Action item: Please copy out every line in the entries that includes the word "dispatched".

· · · · ·

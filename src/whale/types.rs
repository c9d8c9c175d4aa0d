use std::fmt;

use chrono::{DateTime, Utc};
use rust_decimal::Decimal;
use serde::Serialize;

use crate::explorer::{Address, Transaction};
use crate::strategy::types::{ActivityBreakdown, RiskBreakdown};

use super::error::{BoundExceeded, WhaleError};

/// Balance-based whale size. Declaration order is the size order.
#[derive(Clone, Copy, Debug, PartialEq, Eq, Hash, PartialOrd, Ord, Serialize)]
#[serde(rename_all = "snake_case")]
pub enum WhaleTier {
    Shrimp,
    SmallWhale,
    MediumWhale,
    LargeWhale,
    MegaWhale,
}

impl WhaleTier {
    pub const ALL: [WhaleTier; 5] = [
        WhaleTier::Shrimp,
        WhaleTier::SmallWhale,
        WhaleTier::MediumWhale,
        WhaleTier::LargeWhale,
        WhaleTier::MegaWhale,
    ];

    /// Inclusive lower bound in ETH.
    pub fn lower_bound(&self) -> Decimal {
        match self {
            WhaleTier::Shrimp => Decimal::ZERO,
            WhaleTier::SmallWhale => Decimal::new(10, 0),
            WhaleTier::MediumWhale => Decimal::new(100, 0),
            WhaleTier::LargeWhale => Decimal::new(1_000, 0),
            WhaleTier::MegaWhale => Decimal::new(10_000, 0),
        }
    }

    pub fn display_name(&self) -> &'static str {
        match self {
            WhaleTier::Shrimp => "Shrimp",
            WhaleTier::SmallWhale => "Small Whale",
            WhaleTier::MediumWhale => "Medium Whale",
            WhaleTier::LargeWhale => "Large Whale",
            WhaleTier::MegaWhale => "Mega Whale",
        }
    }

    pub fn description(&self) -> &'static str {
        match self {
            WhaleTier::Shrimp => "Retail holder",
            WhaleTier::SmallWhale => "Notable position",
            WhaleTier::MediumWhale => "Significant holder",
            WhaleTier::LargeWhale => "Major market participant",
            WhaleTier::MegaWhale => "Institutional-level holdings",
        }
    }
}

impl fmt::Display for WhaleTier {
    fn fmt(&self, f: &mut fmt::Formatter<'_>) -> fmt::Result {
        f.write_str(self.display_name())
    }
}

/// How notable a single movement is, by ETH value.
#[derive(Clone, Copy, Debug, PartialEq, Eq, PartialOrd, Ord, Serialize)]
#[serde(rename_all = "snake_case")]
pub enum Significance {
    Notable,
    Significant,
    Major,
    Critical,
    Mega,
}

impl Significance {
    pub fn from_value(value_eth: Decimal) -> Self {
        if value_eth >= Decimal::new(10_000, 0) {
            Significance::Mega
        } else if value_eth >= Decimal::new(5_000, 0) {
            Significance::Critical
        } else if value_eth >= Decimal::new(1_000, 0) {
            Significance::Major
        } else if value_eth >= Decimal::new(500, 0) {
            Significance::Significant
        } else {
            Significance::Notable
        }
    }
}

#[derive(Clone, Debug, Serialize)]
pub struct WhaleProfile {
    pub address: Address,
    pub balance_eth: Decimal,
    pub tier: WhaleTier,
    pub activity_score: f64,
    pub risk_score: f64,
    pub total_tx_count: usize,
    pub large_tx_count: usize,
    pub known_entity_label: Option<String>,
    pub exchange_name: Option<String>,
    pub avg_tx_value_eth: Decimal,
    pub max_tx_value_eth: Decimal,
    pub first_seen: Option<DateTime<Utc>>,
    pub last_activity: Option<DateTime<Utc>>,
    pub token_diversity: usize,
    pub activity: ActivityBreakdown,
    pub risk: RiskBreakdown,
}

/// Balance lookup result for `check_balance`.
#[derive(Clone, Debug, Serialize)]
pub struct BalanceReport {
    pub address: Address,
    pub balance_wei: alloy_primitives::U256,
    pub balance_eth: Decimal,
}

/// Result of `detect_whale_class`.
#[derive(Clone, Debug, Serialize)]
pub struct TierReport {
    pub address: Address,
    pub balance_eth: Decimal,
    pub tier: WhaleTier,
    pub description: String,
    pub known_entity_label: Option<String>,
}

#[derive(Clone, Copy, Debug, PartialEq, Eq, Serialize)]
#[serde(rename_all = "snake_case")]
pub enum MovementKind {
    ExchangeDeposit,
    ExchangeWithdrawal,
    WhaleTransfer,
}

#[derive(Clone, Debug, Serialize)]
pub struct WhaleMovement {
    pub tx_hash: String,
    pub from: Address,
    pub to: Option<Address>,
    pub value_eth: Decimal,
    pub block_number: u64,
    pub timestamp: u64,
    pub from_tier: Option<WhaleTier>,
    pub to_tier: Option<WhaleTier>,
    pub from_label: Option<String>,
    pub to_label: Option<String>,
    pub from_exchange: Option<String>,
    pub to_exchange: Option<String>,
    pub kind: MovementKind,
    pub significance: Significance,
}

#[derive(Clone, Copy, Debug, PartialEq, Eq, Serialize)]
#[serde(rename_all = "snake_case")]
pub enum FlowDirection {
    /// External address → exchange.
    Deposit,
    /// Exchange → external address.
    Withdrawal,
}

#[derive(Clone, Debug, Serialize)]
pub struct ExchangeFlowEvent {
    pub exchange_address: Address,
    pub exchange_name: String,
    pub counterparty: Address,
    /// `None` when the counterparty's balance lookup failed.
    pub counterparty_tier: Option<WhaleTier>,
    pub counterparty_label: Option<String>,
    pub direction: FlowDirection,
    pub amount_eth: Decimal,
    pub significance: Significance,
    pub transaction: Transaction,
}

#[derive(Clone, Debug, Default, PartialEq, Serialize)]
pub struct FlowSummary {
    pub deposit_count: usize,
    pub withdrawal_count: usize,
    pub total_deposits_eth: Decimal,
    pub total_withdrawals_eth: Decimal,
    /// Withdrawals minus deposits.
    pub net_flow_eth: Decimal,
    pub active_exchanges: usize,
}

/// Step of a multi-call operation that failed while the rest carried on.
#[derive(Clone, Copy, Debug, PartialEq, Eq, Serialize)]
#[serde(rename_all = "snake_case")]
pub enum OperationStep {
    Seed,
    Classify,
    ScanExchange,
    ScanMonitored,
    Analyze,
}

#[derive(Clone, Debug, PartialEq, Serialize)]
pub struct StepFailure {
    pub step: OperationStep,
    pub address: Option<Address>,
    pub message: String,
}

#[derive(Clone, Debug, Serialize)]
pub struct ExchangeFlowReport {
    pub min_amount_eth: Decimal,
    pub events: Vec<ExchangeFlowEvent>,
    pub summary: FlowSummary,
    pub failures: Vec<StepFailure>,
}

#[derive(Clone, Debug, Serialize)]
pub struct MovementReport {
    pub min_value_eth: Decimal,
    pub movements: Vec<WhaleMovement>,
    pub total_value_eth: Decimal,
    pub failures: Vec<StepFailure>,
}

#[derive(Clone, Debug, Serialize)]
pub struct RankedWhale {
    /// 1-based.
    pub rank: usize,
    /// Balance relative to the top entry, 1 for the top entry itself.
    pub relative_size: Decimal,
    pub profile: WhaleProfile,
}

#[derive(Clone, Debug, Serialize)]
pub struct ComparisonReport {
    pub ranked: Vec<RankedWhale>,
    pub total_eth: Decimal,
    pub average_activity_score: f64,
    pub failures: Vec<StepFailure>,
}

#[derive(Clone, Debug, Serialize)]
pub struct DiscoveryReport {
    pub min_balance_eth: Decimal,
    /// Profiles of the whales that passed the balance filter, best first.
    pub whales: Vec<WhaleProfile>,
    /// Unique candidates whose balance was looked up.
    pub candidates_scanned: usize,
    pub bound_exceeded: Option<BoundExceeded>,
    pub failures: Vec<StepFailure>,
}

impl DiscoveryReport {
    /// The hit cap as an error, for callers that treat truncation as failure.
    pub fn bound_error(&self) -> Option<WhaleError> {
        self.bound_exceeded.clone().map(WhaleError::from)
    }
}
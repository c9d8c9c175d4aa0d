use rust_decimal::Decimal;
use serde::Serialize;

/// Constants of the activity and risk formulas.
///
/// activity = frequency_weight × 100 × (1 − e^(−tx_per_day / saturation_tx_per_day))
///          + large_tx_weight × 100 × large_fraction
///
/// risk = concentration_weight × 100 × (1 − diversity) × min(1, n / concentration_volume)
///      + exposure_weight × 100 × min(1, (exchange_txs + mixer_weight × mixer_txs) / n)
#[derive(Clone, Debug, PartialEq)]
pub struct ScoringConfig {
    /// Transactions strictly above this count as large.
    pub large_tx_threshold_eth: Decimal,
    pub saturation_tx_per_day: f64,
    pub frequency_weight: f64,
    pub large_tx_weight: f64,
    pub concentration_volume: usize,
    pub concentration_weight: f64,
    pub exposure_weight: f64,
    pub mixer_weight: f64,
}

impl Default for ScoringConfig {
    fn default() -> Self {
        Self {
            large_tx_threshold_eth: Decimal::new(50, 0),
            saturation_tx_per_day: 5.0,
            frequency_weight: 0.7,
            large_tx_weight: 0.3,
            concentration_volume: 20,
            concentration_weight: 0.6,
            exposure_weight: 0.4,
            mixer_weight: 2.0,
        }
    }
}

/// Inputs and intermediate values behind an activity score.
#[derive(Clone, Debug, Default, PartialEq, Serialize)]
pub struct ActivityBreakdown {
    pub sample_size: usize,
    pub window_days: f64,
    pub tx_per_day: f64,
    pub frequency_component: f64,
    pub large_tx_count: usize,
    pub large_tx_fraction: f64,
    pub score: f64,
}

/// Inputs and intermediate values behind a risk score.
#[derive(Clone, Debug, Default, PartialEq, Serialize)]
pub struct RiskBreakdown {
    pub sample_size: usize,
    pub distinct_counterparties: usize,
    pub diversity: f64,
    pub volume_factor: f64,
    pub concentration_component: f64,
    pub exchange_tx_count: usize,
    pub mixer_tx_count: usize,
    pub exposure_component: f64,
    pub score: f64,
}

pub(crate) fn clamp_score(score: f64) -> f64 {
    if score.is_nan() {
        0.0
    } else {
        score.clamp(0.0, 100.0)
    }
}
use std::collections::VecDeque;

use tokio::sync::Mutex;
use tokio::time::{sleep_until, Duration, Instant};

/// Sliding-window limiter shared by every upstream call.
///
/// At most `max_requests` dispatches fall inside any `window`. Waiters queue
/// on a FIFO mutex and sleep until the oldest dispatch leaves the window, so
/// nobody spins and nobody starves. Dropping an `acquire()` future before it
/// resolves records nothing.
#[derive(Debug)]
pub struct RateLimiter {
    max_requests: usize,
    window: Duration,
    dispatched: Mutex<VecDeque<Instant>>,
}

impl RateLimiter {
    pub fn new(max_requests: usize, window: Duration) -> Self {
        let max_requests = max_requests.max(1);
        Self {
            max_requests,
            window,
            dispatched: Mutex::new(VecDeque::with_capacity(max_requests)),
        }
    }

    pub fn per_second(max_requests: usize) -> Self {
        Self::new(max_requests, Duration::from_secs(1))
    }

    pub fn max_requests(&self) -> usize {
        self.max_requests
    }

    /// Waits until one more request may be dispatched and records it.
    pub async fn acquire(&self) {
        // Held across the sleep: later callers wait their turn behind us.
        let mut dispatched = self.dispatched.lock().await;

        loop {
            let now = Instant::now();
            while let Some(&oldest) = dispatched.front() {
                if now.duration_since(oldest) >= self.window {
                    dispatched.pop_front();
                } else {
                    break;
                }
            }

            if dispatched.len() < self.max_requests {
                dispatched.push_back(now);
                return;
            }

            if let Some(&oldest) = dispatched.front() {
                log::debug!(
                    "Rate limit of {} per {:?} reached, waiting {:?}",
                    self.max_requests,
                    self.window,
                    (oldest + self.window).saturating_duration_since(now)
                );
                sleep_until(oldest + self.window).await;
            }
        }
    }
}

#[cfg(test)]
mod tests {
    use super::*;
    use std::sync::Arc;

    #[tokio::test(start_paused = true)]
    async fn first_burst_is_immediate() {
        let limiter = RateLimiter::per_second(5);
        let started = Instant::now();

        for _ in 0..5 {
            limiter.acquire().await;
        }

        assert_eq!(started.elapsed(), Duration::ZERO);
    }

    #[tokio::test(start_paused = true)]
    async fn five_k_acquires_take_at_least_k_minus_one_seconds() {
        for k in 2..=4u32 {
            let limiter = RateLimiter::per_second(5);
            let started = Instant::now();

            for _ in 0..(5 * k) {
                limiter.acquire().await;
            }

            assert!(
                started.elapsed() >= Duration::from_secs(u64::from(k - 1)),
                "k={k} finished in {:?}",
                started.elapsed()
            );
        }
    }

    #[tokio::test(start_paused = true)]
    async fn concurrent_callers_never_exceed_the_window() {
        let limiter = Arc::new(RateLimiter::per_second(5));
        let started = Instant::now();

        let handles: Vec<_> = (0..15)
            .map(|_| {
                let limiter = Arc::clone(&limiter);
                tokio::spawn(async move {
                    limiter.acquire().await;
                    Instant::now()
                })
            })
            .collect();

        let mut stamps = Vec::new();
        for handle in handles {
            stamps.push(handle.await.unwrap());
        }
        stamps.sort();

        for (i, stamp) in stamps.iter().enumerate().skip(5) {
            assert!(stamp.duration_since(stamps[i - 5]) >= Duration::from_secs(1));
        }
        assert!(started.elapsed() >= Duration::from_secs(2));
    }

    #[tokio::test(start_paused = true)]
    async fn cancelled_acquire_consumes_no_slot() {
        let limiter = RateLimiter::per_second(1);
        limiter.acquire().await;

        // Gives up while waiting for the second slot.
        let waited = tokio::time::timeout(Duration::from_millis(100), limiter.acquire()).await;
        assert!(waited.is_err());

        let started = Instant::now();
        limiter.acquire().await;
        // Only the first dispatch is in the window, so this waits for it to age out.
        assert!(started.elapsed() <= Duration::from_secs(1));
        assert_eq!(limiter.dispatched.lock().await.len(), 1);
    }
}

· · · · ·

Written solution:
    dispatched: Mutex<VecDeque<Instant>>,
            dispatched: Mutex::new(VecDeque::with_capacity(max_requests)),
    /// Waits until one more request may be dispatched and records it.
        let mut dispatched = self.dispatched.lock().await;
            while let Some(&oldest) = dispatched.front() {
                    dispatched.pop_front();
            if dispatched.len() < self.max_requests {
                dispatched.push_back(now);
            if let Some(&oldest) = dispatched.front() {
        assert_eq!(limiter.dispatched.lock().await.len(), 1);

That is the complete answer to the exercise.